• Data to use:
..............................

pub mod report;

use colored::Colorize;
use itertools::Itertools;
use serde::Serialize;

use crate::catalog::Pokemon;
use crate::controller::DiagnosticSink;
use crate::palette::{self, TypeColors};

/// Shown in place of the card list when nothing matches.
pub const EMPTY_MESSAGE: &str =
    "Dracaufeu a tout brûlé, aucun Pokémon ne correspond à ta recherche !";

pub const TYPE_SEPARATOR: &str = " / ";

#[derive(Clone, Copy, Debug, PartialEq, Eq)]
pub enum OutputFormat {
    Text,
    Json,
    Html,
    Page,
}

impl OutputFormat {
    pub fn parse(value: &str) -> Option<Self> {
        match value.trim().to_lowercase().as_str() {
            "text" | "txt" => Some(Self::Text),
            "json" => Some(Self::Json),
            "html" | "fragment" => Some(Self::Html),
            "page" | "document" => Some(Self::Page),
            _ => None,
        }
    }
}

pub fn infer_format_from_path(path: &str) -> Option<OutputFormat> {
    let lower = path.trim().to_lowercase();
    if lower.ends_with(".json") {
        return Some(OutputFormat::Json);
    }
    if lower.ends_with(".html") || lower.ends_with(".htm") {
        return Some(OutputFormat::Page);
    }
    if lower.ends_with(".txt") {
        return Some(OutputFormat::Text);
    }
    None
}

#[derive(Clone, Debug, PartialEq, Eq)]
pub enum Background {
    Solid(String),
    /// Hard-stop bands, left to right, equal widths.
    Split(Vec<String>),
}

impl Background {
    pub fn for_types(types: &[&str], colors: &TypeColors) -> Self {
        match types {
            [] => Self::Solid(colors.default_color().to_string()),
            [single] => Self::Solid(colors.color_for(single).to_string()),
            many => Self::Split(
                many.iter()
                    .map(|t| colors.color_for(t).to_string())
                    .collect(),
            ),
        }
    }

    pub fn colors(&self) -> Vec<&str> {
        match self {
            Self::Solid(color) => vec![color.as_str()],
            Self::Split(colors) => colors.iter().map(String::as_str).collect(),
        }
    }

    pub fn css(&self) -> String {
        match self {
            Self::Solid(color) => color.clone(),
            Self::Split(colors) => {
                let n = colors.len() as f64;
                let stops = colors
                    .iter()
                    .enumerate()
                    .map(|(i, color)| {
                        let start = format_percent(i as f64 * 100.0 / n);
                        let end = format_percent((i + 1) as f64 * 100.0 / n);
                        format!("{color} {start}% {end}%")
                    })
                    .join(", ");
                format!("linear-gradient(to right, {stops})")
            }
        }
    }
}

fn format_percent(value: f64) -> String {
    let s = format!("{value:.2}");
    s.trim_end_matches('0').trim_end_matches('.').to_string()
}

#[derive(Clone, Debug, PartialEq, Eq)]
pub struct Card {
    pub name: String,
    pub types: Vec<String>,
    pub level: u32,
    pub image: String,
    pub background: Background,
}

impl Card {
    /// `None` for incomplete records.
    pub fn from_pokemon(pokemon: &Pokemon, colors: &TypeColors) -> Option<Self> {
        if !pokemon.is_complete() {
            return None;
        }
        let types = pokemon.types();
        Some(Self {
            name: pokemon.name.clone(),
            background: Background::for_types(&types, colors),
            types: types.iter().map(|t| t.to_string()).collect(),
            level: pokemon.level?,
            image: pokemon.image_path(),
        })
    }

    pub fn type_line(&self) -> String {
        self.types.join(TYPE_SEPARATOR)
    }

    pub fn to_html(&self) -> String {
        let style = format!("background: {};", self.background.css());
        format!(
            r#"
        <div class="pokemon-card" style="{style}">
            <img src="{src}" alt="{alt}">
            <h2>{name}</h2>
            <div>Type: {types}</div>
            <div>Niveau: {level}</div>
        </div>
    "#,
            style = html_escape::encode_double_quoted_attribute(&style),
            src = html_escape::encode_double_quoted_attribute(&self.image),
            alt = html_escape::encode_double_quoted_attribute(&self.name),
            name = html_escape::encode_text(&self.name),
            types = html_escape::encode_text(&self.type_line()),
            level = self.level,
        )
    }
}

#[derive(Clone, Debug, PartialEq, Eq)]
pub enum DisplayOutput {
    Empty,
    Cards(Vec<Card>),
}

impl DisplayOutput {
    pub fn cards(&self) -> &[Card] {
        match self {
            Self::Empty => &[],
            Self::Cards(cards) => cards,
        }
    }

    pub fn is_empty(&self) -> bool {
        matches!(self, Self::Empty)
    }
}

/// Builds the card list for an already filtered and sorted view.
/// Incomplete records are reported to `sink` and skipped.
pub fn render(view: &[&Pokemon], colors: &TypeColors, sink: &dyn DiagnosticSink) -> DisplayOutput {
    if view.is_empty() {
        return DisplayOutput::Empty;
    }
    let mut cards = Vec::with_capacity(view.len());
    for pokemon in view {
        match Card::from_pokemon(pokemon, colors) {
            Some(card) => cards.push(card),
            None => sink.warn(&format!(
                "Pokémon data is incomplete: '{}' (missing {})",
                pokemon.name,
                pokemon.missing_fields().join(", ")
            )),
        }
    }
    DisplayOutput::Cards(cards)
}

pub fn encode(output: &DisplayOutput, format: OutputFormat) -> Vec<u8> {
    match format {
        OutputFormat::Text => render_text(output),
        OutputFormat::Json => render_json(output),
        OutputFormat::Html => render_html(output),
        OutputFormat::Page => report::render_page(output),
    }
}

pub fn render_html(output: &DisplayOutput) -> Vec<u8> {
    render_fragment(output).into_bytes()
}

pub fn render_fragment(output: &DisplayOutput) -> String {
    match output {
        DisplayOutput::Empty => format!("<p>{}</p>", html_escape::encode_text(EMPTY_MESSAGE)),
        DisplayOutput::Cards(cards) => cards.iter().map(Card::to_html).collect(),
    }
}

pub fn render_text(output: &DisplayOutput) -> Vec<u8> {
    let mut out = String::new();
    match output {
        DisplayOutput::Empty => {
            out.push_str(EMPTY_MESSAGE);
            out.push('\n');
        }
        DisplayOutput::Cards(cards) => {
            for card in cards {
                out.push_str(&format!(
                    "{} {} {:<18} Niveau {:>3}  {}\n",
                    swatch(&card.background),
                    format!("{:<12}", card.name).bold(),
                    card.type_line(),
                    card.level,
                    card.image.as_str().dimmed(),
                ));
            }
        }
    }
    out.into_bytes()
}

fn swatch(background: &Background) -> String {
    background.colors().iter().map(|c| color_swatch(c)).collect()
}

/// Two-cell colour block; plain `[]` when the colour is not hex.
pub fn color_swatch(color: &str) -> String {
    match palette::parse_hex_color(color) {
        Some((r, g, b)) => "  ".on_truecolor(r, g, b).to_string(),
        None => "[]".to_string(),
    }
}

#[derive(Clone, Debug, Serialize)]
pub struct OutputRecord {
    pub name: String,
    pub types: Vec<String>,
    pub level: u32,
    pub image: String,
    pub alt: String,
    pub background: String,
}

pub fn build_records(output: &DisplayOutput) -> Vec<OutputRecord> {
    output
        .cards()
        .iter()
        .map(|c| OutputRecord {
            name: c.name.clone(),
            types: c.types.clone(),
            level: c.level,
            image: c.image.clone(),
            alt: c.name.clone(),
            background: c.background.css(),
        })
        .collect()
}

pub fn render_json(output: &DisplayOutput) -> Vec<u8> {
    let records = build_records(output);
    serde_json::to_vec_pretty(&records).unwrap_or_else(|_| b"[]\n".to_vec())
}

..............................

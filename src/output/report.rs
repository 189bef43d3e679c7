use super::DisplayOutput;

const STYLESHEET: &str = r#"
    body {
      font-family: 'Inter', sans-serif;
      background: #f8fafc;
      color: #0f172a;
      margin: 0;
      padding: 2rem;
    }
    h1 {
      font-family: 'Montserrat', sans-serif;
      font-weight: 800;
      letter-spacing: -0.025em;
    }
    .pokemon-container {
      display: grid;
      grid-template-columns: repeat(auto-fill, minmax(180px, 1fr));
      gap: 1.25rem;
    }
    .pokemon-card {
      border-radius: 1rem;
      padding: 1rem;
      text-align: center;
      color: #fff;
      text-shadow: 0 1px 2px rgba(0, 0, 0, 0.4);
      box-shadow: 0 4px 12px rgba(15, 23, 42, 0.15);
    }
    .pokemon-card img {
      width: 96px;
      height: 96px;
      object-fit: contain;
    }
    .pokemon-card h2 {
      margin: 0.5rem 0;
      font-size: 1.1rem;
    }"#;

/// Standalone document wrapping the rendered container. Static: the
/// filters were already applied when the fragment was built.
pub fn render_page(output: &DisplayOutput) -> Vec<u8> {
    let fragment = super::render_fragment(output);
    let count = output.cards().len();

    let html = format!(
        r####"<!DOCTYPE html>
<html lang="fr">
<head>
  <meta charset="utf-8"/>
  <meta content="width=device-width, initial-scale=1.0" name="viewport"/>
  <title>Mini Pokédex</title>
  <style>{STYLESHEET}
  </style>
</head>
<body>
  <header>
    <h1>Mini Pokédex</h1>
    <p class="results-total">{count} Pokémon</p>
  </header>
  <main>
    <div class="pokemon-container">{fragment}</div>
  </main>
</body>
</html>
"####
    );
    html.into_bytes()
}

..............................

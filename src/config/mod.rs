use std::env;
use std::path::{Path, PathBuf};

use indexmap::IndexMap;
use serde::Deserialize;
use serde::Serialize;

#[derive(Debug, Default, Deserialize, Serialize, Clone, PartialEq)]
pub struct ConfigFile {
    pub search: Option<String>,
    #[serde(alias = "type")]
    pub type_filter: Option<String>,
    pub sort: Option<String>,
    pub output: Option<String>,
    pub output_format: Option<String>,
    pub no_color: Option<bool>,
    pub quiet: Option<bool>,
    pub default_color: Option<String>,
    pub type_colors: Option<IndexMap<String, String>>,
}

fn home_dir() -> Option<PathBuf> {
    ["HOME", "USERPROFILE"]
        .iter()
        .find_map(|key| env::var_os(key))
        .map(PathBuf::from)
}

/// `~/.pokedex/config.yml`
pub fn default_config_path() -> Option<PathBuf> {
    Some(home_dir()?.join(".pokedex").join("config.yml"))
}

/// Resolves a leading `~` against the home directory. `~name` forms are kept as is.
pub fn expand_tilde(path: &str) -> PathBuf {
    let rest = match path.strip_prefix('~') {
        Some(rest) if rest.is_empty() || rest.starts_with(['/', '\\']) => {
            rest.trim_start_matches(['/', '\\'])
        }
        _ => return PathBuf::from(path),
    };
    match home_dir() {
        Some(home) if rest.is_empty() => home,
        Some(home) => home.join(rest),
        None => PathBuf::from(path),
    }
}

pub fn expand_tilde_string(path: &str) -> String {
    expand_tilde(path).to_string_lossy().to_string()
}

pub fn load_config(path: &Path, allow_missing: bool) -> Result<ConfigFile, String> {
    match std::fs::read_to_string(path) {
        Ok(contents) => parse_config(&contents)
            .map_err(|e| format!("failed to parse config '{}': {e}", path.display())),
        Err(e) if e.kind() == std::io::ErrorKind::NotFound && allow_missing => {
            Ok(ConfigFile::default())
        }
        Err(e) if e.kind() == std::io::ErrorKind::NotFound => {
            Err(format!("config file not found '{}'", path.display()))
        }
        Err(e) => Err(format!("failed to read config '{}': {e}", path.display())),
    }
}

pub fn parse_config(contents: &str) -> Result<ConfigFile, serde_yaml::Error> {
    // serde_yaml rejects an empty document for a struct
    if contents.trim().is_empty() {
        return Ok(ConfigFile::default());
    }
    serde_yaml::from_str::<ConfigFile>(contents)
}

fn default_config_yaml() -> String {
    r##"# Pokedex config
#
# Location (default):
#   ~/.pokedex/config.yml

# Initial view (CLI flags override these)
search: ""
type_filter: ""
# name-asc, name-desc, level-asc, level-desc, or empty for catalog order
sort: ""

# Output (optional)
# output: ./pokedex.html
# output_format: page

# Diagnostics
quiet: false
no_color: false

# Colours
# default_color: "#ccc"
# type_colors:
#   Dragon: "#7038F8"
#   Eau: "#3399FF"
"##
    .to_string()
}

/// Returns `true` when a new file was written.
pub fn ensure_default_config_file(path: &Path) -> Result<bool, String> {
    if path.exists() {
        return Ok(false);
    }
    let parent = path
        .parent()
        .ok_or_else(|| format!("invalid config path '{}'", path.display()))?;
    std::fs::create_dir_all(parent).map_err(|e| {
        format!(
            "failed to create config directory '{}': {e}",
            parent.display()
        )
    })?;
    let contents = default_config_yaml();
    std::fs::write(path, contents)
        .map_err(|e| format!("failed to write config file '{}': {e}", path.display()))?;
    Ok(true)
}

..............................

• Action item: The response must contain each line above that holds the string "DiagnosticSink".

• The answer:
use crate::controller::DiagnosticSink;
pub fn render(view: &[&Pokemon], colors: &TypeColors, sink: &dyn DiagnosticSink) -> DisplayOutput {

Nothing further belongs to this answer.